In summary, the mid-Victorian metabolism was very unlike ours, and was cancer-hostile
where ours is cancer-permissive.
Cancer cells were likely being formed in the bodies of Victorians at the same rate as today, but they were emerging in a well-defended environment. The cancer statistics of the period32, while imperfect, suggest that relatively few of those cancers achieved clinical significance.
The Victorian diet consisted almost exclusively of basic produce with low calorific / high phytonutrient density29, and contained none of the ultra-processed foods which dominate today’s diet and are increasingly linked to cancer33-35. Their cooking techniques were generally low temperature ie below 100C, spirits were seldom consumed and tobacco seldom smoked, although taken as snuff29.
In an age before IT and the internal combustion engine, men and women were also physically very active29. Type 2 Diabetes, a leading cause of cancer deaths today36, was rare 37, as was obesity.
Due to the mid-Victorian exposome, the mid-Victorian milieu interieur was anti-inflammatory, euglycemic and eubiotic. It was more immune-competent than ours, with b-glucan mediated up-regulated innate immunity38-40 and an enhanced TH1/TH2 Ratio41. It was replete with polyphenols, carotenoids and a range of other phytonutrients which inter alia promote cancer cell re-differentiation, cell-cycle arrest, apoptosis and ferroptosis, cell contact inhibition, enhanced innate immune functions and ECM stabilisation42-51.
Cancer cells emerging in this terrain were confronted with multiple barriers to survival and growth.
In marked contrast the modern milieu tends to be pro-inflammatory, immune-compromised, hyper-glycemic, dysbiotic and depleted in chemo-preventive phytonutrients. It is exposed to higher intakes of cooked meat and similar carcinogens, and the industrial diet’s reduced content of phase 2-inducing phytochemicals likely extends their half-life.
Our lower intakes of prebiotic fiber create an unhealthier colonic microbiota52, with shifts in estrogen and estrogen metabolites linked to an increased risk of breast cancer52-54. Prostate cancer risk may also be affected, although the data are diverse. Our lower levels of physical activity lead inter alia to increased obesity, Type 2 diabetes and mTOR signalling55.
The multiple lines of defense that eukaryotes like ourselves had to develop in order to win the prisoners’ dilemma posed by our single cell prokaryote ancestors, have been degraded by the modern lifestyle; and the evidence that these changes have made our bodies more cancer-friendly can be clearly seen in current public health trends.

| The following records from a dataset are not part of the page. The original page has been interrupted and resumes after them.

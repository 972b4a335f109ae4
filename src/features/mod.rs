//! Multi-resolution feature construction
//!
//! Builds the (min, max) envelope pyramid the loop search runs on:
//! - Block-wise min/max reduction
//! - Pyramid level assembly

pub mod pyramid;
pub mod requantize;

pub use pyramid::{Pyramid, PyramidLevel};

It will be objected that many micro- and phytonutrients have been tried as single agents in cancer models, and found wanting. This is entirely unsurprising, and is more of a reflection of today’s mono-therapeutic / pharmaceutical mind-set than of the way in which a pre-transitional diet and lifestyle operate to provide very many obstacles to cancer progression. This resembles antimicrobial or chemotherapeutic polypharmacy, where multiple agents are co-administered to make it more difficult for the target to acquire resistance.
This cancer-hobbling is hinted at in mid-Victorian cancer statistics32, 56.
Daniel McLachlan was Principal Medical Officer of the Royal Chelsea Hospital in London between 1840 and 1863, with ongoing responsibility for over 500 patients. His magnum opus ‘A Practical Treatise on the Diseases and Infirmities of Advanced Life’, published in 1863, was a leading geriatric medicine textbook of the time.
In 800 pages of detailed clinical observations he makes only a few references to cancer (primarily of the GI tract), and describes a series of 854 death records which included only 47 cases of cancer56.
At a 5.5% incidence, mid-Victorian overall cancer rates were approximately 10% of ours, if McLachlan’s figures are accurate. Given the technology of the time, how much weight can we put on them?
While he and his colleagues’ ability to detect cancer at an early stage was considerably less advanced than our own, the data noted here are based on autopsies conducted by physicians who recorded cancer without prejudice, and who were certainly able to identify gross tumors post mortem. The leukemias, too, were already well characterised by that time57.
The mid-Victorian autopsy data may therefore reflect, however imperfectly, the 10% of cancer subjects in whom a genetic risk factor can be identified. McLachlan alludes to this, noting a strong familial disposition to ie stomach cancer56. He could see a link that is today largely obscured by the larger numbers of cancers occurring in individuals without genetic risk, but subject to a cancer-promoting exosome.
There is another apparent key point of difference between ourselves and the mid-Victorians.
We expect the incidence of cancer to rise exponentially with age, in line with the declining ability of our many checkpoint systems. I believe that this pattern may in fact be an artefact, due to the extensive disrepair of our multiple cancer defenses. Cancer cells arriving at any age are likely to survive and, over time, present as clinical disease. Given a similar number of cancer cells being added to the total per unit of time, the rate of clinical emergence will undoubtedly increase as we age and our immune systems decline.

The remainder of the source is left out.